The first step in that journey begins in Washington D.C. sponsored by the nation’s official opera company, The Washington National Opera. From there. . . well, that will be up to the audience which Wheeler says he hopes will be moved enough by his music to make it a commercial success.
If it all sounds formulaic, it’s not. Wheeler says a good composer needs to be ready for change. “You try to be as open to any possible kind of music you might need, and then you change it radically so that the next scene is interesting and different, because it’s about the stage. Everybody sitting in the audience has to be involved in the play and the music has to lead them.”

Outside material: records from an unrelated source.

#![recursion_limit = "256"]

mod proxy;
mod routes;

#[tokio::main]
async fn main() {
    // Load .env if present; real deployments set the environment directly.
    let _ = dotenvy::dotenv();
    tracing_subscriber::fmt::init();

    let upstream = std::env::var("SUMMARIZER_API_URL").expect("SUMMARIZER_API_URL required");
    let port: u16 = std::env::var("PORT")
        .unwrap_or_else(|_| "3000".into())
        .parse()
        .expect("invalid PORT");

    let proxy = proxy::ApiProxy::new(upstream).expect("proxy init failed");

    let app = routes::app(proxy).expect("router init failed");
    let listener = tokio::net::TcpListener::bind(format!("0.0.0.0:{port}"))
        .await
        .expect("failed to bind");

    tracing::info!(%port, "zbook listening");
    axum::serve(listener, app).await.expect("server failed");
}
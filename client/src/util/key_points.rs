//! Key-points text splitting.
//!
//! The backend returns `key_points` as one free-form string whose item
//! delimiters vary by summarizer model (bullet characters, newlines,
//! hyphens). Display code renders it as a list, so the split tolerates zero,
//! one, or many items and an absent field.

#[cfg(test)]
#[path = "key_points_test.rs"]
mod key_points_test;

/// Characters that terminate one key-point item.
const DELIMITERS: &[char] = &['•', '\n', '\r', '-'];

/// Maximum items shown in a collapsed history entry.
const CONDENSED_ITEM_CAP: usize = 3;

/// Split free-form key-points text into trimmed, non-empty display items.
pub fn split_key_points(key_points: Option<&str>) -> Vec<String> {
    let Some(text) = key_points else {
        return Vec::new();
    };
    text.split(DELIMITERS)
        .map(str::trim)
        .filter(|item| !item.is_empty())
        .map(ToOwned::to_owned)
        .collect()
}

/// Condensed variant for collapsed history entries: the first three items
/// only. Purely cosmetic; the underlying record is untouched.
pub fn condensed_key_points(key_points: Option<&str>) -> Vec<String> {
    let mut items = split_key_points(key_points);
    items.truncate(CONDENSED_ITEM_CAP);
    items
}
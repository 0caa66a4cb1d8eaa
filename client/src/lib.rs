//! # zbook-client
//!
//! Leptos + WASM frontend for the zBook document summarizer. The UI signs a
//! user in, accepts one uploaded book file at a time, and renders the
//! AI-generated summaries the external backend returns.
//!
//! This crate contains pages, components, application state, network
//! wrappers, and utility helpers. All summarization, parsing, and persistence
//! happen behind the backend API; nothing here computes anything heavier than
//! display formatting.

pub mod app;
pub mod components;
pub mod net;
pub mod pages;
pub mod state;
pub mod util;

/// Browser entry point: attach the client to server-rendered HTML.
#[cfg(feature = "hydrate")]
#[wasm_bindgen::prelude::wasm_bindgen]
pub fn hydrate() {
    console_error_panic_hook::set_once();
    let _ = console_log::init_with_level(log::Level::Info);
    leptos::mount::hydrate_body(app::App);
}
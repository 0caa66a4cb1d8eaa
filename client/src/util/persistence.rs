//! Browser localStorage helpers for the cached identity.
//!
//! SYSTEM CONTEXT
//! ==============
//! These helpers centralize hydrate-only read/write behavior so state code
//! can persist small JSON values without repeating web-sys glue. Outside the
//! browser every operation is an inert no-op.

#[cfg(test)]
#[path = "persistence_test.rs"]
mod persistence_test;

use serde::Serialize;
use serde::de::DeserializeOwned;

/// Load a JSON value from `localStorage` for `key`.
pub fn load_json<T: DeserializeOwned>(key: &str) -> Option<T> {
    #[cfg(feature = "hydrate")]
    {
        let storage = web_sys::window().and_then(|w| w.local_storage().ok().flatten())?;
        let raw = storage.get_item(key).ok().flatten()?;
        serde_json::from_str(&raw).ok()
    }
    #[cfg(not(feature = "hydrate"))]
    {
        let _ = key;
        None
    }
}

/// Save a JSON value to `localStorage` for `key`.
pub fn save_json<T: Serialize>(key: &str, value: &T) {
    #[cfg(feature = "hydrate")]
    {
        let Some(storage) = web_sys::window().and_then(|w| w.local_storage().ok().flatten()) else {
            return;
        };
        let Ok(raw) = serde_json::to_string(value) else {
            return;
        };
        let _ = storage.set_item(key, &raw);
    }
    #[cfg(not(feature = "hydrate"))]
    {
        let _ = (key, value);
    }
}

/// Remove `key` from `localStorage`.
pub fn remove(key: &str) {
    #[cfg(feature = "hydrate")]
    {
        if let Some(storage) = web_sys::window().and_then(|w| w.local_storage().ok().flatten()) {
            let _ = storage.remove_item(key);
        }
    }
    #[cfg(not(feature = "hydrate"))]
    {
        let _ = key;
    }
}
//! Router assembly.
//!
//! SYSTEM CONTEXT
//! ==============
//! Binds the API proxy and Leptos SSR rendering under a single Axum router:
//! `/api/v1/*` forwards upstream, `/pkg` serves compiled client assets, and
//! everything else renders the client app.

use std::path::PathBuf;

use axum::Router;
use axum::http::StatusCode;
use axum::routing::{any, get};
use leptos::prelude::*;
use leptos_axum::{LeptosRoutes, generate_route_list};
use tower_http::services::ServeDir;
use tower_http::trace::TraceLayer;

use crate::proxy::{self, ApiProxy};

/// Assemble the full application router.
///
/// # Errors
///
/// Returns an error if the Leptos configuration cannot be loaded (missing or
/// malformed `Cargo.toml` metadata / environment overrides).
pub fn app(api_proxy: ApiProxy) -> Result<Router, String> {
    let conf = get_configuration(None).map_err(|e| format!("leptos configuration: {e}"))?;
    let leptos_options = conf.leptos_options;
    let routes = generate_route_list(zbook_client::app::App);

    let leptos_router = Router::new()
        .leptos_routes(&leptos_options, routes, {
            let opts = leptos_options.clone();
            move || zbook_client::app::shell(opts.clone())
        })
        .with_state(leptos_options.clone());

    let site_root_path = PathBuf::from(leptos_options.site_root.as_ref());

    let api_router = Router::new()
        .route("/api/v1/{*path}", any(proxy::forward))
        .with_state(api_proxy);

    Ok(api_router
        .merge(leptos_router)
        .route("/healthz", get(healthz))
        .nest_service("/pkg", ServeDir::new(site_root_path.join("pkg")))
        .layer(TraceLayer::new_for_http()))
}

async fn healthz() -> StatusCode {
    StatusCode::OK
}
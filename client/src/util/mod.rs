//! Utility helpers shared across client UI modules.
//!
//! SYSTEM CONTEXT
//! ==============
//! Utility modules isolate browser/environment concerns from page and
//! component logic to improve reuse and testability.

pub mod auth;
pub mod format;
pub mod key_points;
pub mod persistence;
//! Root application component with routing and context providers.

use leptos::prelude::*;
use leptos_meta::{MetaTags, Stylesheet, Title, provide_meta_context};
use leptos_router::{
    StaticSegment,
    components::{Route, Router, Routes},
};

use crate::pages::{dashboard::DashboardPage, login::LoginPage};
use crate::state::auth::AuthState;

/// HTML shell rendered on the server for SSR + hydration.
pub fn shell(options: LeptosOptions) -> impl IntoView {
    view! {
        <!DOCTYPE html>
        <html lang="en">
            <head>
                <meta charset="utf-8"/>
                <meta name="viewport" content="width=device-width, initial-scale=1"/>
                <AutoReload options=options.clone()/>
                <HydrationScripts options/>
                <MetaTags/>
            </head>
            <body>
                <App/>
            </body>
        </html>
    }
}

/// Root application component.
///
/// Provides the session context and sets up client-side routing. The session
/// is injected here and read everywhere else; no module-level auth state
/// exists. A single probe on startup restores the cached identity when the
/// backend still honors the session cookie.
#[component]
pub fn App() -> impl IntoView {
    provide_meta_context();

    let auth = RwSignal::new(AuthState::default());
    provide_context(auth);

    Effect::new(move || {
        #[cfg(feature = "hydrate")]
        leptos::task::spawn_local(async move {
            let user = crate::state::session::restore().await;
            auth.set(AuthState::settled(user));
        });
    });

    view! {
        <Stylesheet id="leptos" href="/pkg/zbook.css"/>
        <Title text="zBook"/>

        <Router>
            <Routes fallback=|| "Page not found.".into_view()>
                <Route path=StaticSegment("login") view=LoginPage/>
                <Route path=StaticSegment("") view=DashboardPage/>
            </Routes>
        </Router>
    }
}
use super::*;

fn record_json() -> &'static str {
    r#"{
        "id": "s1",
        "user_id": "u1",
        "summary": "A long book, shortened.",
        "key_points": "• First\n• Second",
        "word_count": 84123,
        "file_type": "pdf",
        "created_at": "2025-06-01T12:30:00Z"
    }"#
}

// =============================================================
// SummaryRecord deserialization
// =============================================================

#[test]
fn summary_record_deserializes_all_fields() {
    let record: SummaryRecord = serde_json::from_str(record_json()).unwrap();
    assert_eq!(record.id, "s1");
    assert_eq!(record.user_id, "u1");
    assert_eq!(record.summary, "A long book, shortened.");
    assert_eq!(record.key_points.as_deref(), Some("• First\n• Second"));
    assert_eq!(record.word_count, 84123);
    assert_eq!(record.file_type, "pdf");
    assert_eq!(record.created_at, "2025-06-01T12:30:00Z");
}

#[test]
fn summary_record_tolerates_missing_key_points() {
    let json = r#"{
        "id": "s2",
        "user_id": "u1",
        "summary": "No points extracted.",
        "word_count": 10,
        "file_type": "txt",
        "created_at": "2025-06-02T00:00:00Z"
    }"#;
    let record: SummaryRecord = serde_json::from_str(json).unwrap();
    assert!(record.key_points.is_none());
}

#[test]
fn summary_record_tolerates_null_key_points() {
    let json = r#"{
        "id": "s3",
        "user_id": "u1",
        "summary": "Null points.",
        "key_points": null,
        "word_count": 10,
        "file_type": "txt",
        "created_at": "2025-06-02T00:00:00Z"
    }"#;
    let record: SummaryRecord = serde_json::from_str(json).unwrap();
    assert!(record.key_points.is_none());
}

#[test]
fn summary_record_accepts_float_word_count() {
    let json = r#"{
        "id": "s4",
        "user_id": "u1",
        "summary": "Float count.",
        "key_points": "",
        "word_count": 1200.0,
        "file_type": "docx",
        "created_at": "2025-06-02T00:00:00Z"
    }"#;
    let record: SummaryRecord = serde_json::from_str(json).unwrap();
    assert_eq!(record.word_count, 1200);
}

#[test]
fn summary_record_rejects_string_word_count() {
    let json = r#"{
        "id": "s5",
        "user_id": "u1",
        "summary": "Bad count.",
        "word_count": "many",
        "file_type": "txt",
        "created_at": "2025-06-02T00:00:00Z"
    }"#;
    assert!(serde_json::from_str::<SummaryRecord>(json).is_err());
}

// =============================================================
// User cache round trip
// =============================================================

#[test]
fn user_round_trips_through_json() {
    let user = User {
        user_id: "local".to_owned(),
        email: "reader@example.com".to_owned(),
    };
    let raw = serde_json::to_string(&user).unwrap();
    let back: User = serde_json::from_str(&raw).unwrap();
    assert_eq!(back, user);
}
use super::*;

// =============================================================
// AuthState defaults
// =============================================================

#[test]
fn auth_state_starts_loading_with_no_user() {
    let state = AuthState::default();
    assert!(state.user.is_none());
    assert!(state.loading);
    assert!(!state.is_authenticated());
}

// =============================================================
// Settled states
// =============================================================

#[test]
fn settled_without_user_is_unauthenticated() {
    let state = AuthState::settled(None);
    assert!(!state.loading);
    assert!(!state.is_authenticated());
}

#[test]
fn settled_with_user_is_authenticated() {
    let user = User {
        user_id: "local".to_owned(),
        email: "reader@example.com".to_owned(),
    };
    let state = AuthState::settled(Some(user.clone()));
    assert!(!state.loading);
    assert!(state.is_authenticated());
    assert_eq!(state.user, Some(user));
}
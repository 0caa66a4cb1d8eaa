//! Drag-and-drop upload card submitting one document for summarization.
//!
//! One outstanding request per widget: the drop target and file input are
//! disabled while an upload is in flight. This is a per-widget rule, not a
//! system-wide lock. Success shows a transient banner that clears itself
//! after three seconds.

#[cfg(test)]
#[path = "file_upload_test.rs"]
mod file_upload_test;

use leptos::prelude::*;

use crate::net::types::SummaryRecord;

/// File extensions offered by the picker and checked on drop. A client-side
/// filtering hint only; the backend is the authority on what it accepts.
const ACCEPTED_EXTENSIONS: &[&str] = &["pdf", "txt", "doc", "docx"];

#[cfg(feature = "hydrate")]
const UNSUPPORTED_FILE_MESSAGE: &str = "Choose a PDF, TXT, DOC, or DOCX file.";

/// How long the success banner stays up.
#[cfg(feature = "hydrate")]
const SUCCESS_BANNER: std::time::Duration = std::time::Duration::from_secs(3);

/// `accept` attribute for the hidden file input.
fn accept_attribute() -> String {
    ACCEPTED_EXTENSIONS
        .iter()
        .map(|ext| format!(".{ext}"))
        .collect::<Vec<_>>()
        .join(",")
}

/// Whether a filename carries one of the supported extensions.
#[cfg(any(test, feature = "hydrate"))]
fn is_supported_filename(name: &str) -> bool {
    let lower = name.to_ascii_lowercase();
    ACCEPTED_EXTENSIONS
        .iter()
        .any(|ext| lower.strip_suffix(ext).is_some_and(|stem| stem.ends_with('.')))
}

/// Upload card. Yields each completed summary through `on_summary`.
#[component]
pub fn FileUpload(on_summary: Callback<SummaryRecord>) -> impl IntoView {
    let uploading = RwSignal::new(false);
    let drag_active = RwSignal::new(false);
    let error = RwSignal::new(String::new());
    let success = RwSignal::new(false);
    let input_ref = NodeRef::<leptos::html::Input>::new();

    #[cfg(feature = "hydrate")]
    let submit = move |file: web_sys::File| {
        if uploading.get_untracked() {
            return;
        }
        if !is_supported_filename(&file.name()) {
            error.set(UNSUPPORTED_FILE_MESSAGE.to_owned());
            return;
        }
        uploading.set(true);
        error.set(String::new());
        success.set(false);

        leptos::task::spawn_local(async move {
            match crate::net::api::upload_document(file).await {
                Ok(record) => {
                    success.set(true);
                    on_summary.run(record);
                    leptos::task::spawn_local(async move {
                        gloo_timers::future::sleep(SUCCESS_BANNER).await;
                        success.set(false);
                    });
                }
                Err(e) => error.set(e),
            }
            uploading.set(false);
        });
    };

    let on_drop = move |ev: leptos::ev::DragEvent| {
        ev.prevent_default();
        drag_active.set(false);
        #[cfg(feature = "hydrate")]
        {
            // Only the first file of a multi-file drop is used.
            let file = ev
                .data_transfer()
                .and_then(|transfer| transfer.files())
                .and_then(|files| files.get(0));
            if let Some(file) = file {
                submit(file);
            }
        }
    };

    let on_dragover = move |ev: leptos::ev::DragEvent| {
        ev.prevent_default();
        if !uploading.get_untracked() {
            drag_active.set(true);
        }
    };

    let on_dragleave = move |_| drag_active.set(false);

    let on_browse = move |_| {
        #[cfg(feature = "hydrate")]
        {
            if uploading.get_untracked() {
                return;
            }
            if let Some(input) = input_ref.get() {
                input.click();
            }
        }
    };

    let on_input_change = move |_| {
        #[cfg(feature = "hydrate")]
        {
            let Some(input) = input_ref.get() else {
                return;
            };
            let file = input.files().and_then(|files| files.get(0));
            input.set_value("");
            if let Some(file) = file {
                submit(file);
            }
        }
    };

    let dropzone_class = move || {
        let mut class = "upload-card__dropzone".to_owned();
        if drag_active.get() {
            class.push_str(" upload-card__dropzone--active");
        }
        if uploading.get() {
            class.push_str(" upload-card__dropzone--busy");
        }
        class
    };

    view! {
        <section class="card upload-card">
            <header class="card__header">
                <h2 class="card__title">"Upload Book"</h2>
                <p class="card__subtitle">
                    "Upload a book file (PDF, TXT, DOC, DOCX) to generate an AI summary"
                </p>
            </header>

            <Show when=move || !error.get().is_empty()>
                <div class="alert alert--error">{move || error.get()}</div>
            </Show>
            <Show when=move || success.get()>
                <div class="alert alert--success">"Book uploaded and summarized successfully!"</div>
            </Show>

            <div
                class=dropzone_class
                on:click=on_browse
                on:dragover=on_dragover
                on:dragleave=on_dragleave
                on:drop=on_drop
            >
                <input
                    class="upload-card__input"
                    type="file"
                    accept=accept_attribute()
                    node_ref=input_ref
                    disabled=move || uploading.get()
                    on:click=move |ev| ev.stop_propagation()
                    on:change=on_input_change
                />
                {move || {
                    if uploading.get() {
                        view! {
                            <div class="upload-card__state">
                                <div class="spinner"></div>
                                <p class="upload-card__hint">"Processing your book..."</p>
                                <p class="upload-card__fine">
                                    "This may take a few moments while we analyze your book."
                                </p>
                            </div>
                        }
                            .into_any()
                    } else if drag_active.get() {
                        view! {
                            <div class="upload-card__state">
                                <p class="upload-card__hint">"Drop the book file here"</p>
                            </div>
                        }
                            .into_any()
                    } else {
                        view! {
                            <div class="upload-card__state">
                                <p class="upload-card__hint">
                                    "Drag & drop a book file here, or click to select"
                                </p>
                                <p class="upload-card__fine">"Supports PDF, TXT, DOC, DOCX files"</p>
                                <button class="btn">"Choose File"</button>
                            </div>
                        }
                            .into_any()
                    }
                }}
            </div>
        </section>
    }
}
use axum::http::Uri;

use super::*;

// =============================================================
// Upstream URL construction
// =============================================================

#[test]
fn normalize_strips_trailing_slashes() {
    assert_eq!(normalize_upstream("http://localhost:8000/".to_owned()), "http://localhost:8000");
    assert_eq!(normalize_upstream("http://localhost:8000".to_owned()), "http://localhost:8000");
}

#[test]
fn upstream_url_joins_origin_and_path() {
    let uri: Uri = "/api/v1/summaries".parse().unwrap();
    assert_eq!(
        upstream_url("http://localhost:8000", &uri),
        "http://localhost:8000/api/v1/summaries"
    );
}

#[test]
fn upstream_url_keeps_the_upload_trailing_slash() {
    let uri: Uri = "/api/v1/summaries/".parse().unwrap();
    assert_eq!(
        upstream_url("http://localhost:8000", &uri),
        "http://localhost:8000/api/v1/summaries/"
    );
}

#[test]
fn upstream_url_keeps_the_query_string() {
    let uri: Uri = "/api/v1/summaries?page=2".parse().unwrap();
    assert_eq!(
        upstream_url("http://localhost:8000", &uri),
        "http://localhost:8000/api/v1/summaries?page=2"
    );
}

// =============================================================
// Header forwarding
// =============================================================

#[test]
fn session_cookie_and_body_headers_go_upstream() {
    assert!(forward_request_header(&HeaderName::from_static("cookie")));
    assert!(forward_request_header(&HeaderName::from_static("content-type")));
    assert!(forward_request_header(&HeaderName::from_static("accept")));
}

#[test]
fn host_and_hop_by_hop_headers_stay_behind() {
    assert!(!forward_request_header(&HeaderName::from_static("host")));
    assert!(!forward_request_header(&HeaderName::from_static("connection")));
    assert!(!forward_request_header(&HeaderName::from_static("content-length")));
}

#[test]
fn set_cookie_comes_back_to_the_browser() {
    assert!(forward_response_header(&HeaderName::from_static("set-cookie")));
    assert!(forward_response_header(&HeaderName::from_static("content-type")));
    assert!(!forward_response_header(&HeaderName::from_static("transfer-encoding")));
}

// =============================================================
// Proxy construction
// =============================================================

#[test]
fn proxy_rejects_a_relative_upstream() {
    assert!(matches!(
        ApiProxy::new("not-a-url"),
        Err(ProxyError::InvalidUpstream(_))
    ));
}

#[test]
fn proxy_accepts_an_absolute_upstream() {
    assert!(ApiProxy::new("http://localhost:8000/").is_ok());
}
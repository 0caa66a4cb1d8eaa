//! Reusable UI component modules.
//!
//! SYSTEM CONTEXT
//! ==============
//! Components render the workspace chrome and the upload/summary surfaces
//! while reading shared state from Leptos context providers.

pub mod file_upload;
pub mod navbar;
pub mod summary_display;
pub mod summary_history;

How the Washington Times vewed it.
How the New York Times Viewed it.
How OperaOnline.us viewed it.
"Act I showed great promise. . . the music unfolded in a pleasant modernist-verismo vein, with sung speeches melding seamlessly with the orchestra's Copland-esque fabric. . . But things got downright nasty in Act II as comedy disappeared and moralizing took center stage. . . 'Democracy' proved less an American comedy than an American joke. . . 01.31.05
"This genre of American opera -- heavy with historical fact and determined to create something that is verbal as it is musical -- has not done well. . . 'Democracy' is very well done. . . The production by John Pascoe is simple and elegant, with costumes to match. . ." 01.31.05
How the Baltimore Sun viewied it.
"Wheeler sticks mostly to scatershot melodic lines and cool, almost neo-expressionistic narmonic language. . . the music leaves a dry taste. Even a Fledermaus-like salute to champagne falls flat . . . Pascoe's cinematically paced direction, elegant sets and period costumes, strikingly lit by Jeff Bruckerhoff, gave Democracy a visual vote of confidence. . ." 01.31.05
"I feel about this piece the same way I feel about jazz: I like certain parts that have a melody and keeps itself grounded in the familiar. But when it is just a group of people out there doing their own thing -- well sometimes it can just sound like noise (sorry Mr. Wheeler). I give a great deal of credit to the singers and the orchestra in this regard because it had to be difficult to tell how to keep one’s place or know what was coming next. As noted, the music didn’t seem to have any moorings to grasp onto – either for the singers or the audience.
That being said the performers did an outstanding job. The stage, changing many times throughout, was wonderfully designed making it easy to change and maintain all of the needed moods.
The Act II split stage with both couples dueling with their respective love interests was well-done and imaginative. While not perfect, Mr. Wheeler did produce a good piece of American opera and he will likely be sought after for new commissions. For my part, I will continue to study and learn more about this ‘new’ sound in hopes that I, too, will someday stand and applaud and know that it it is not just the vocal ability of the singers that deserve high praise, but also the work of the composer. Here, I go three quarter’s of the way. The performers did a commendable job, the set design and lighting was fine, as was the stage direction; it was the music that failed to take hold."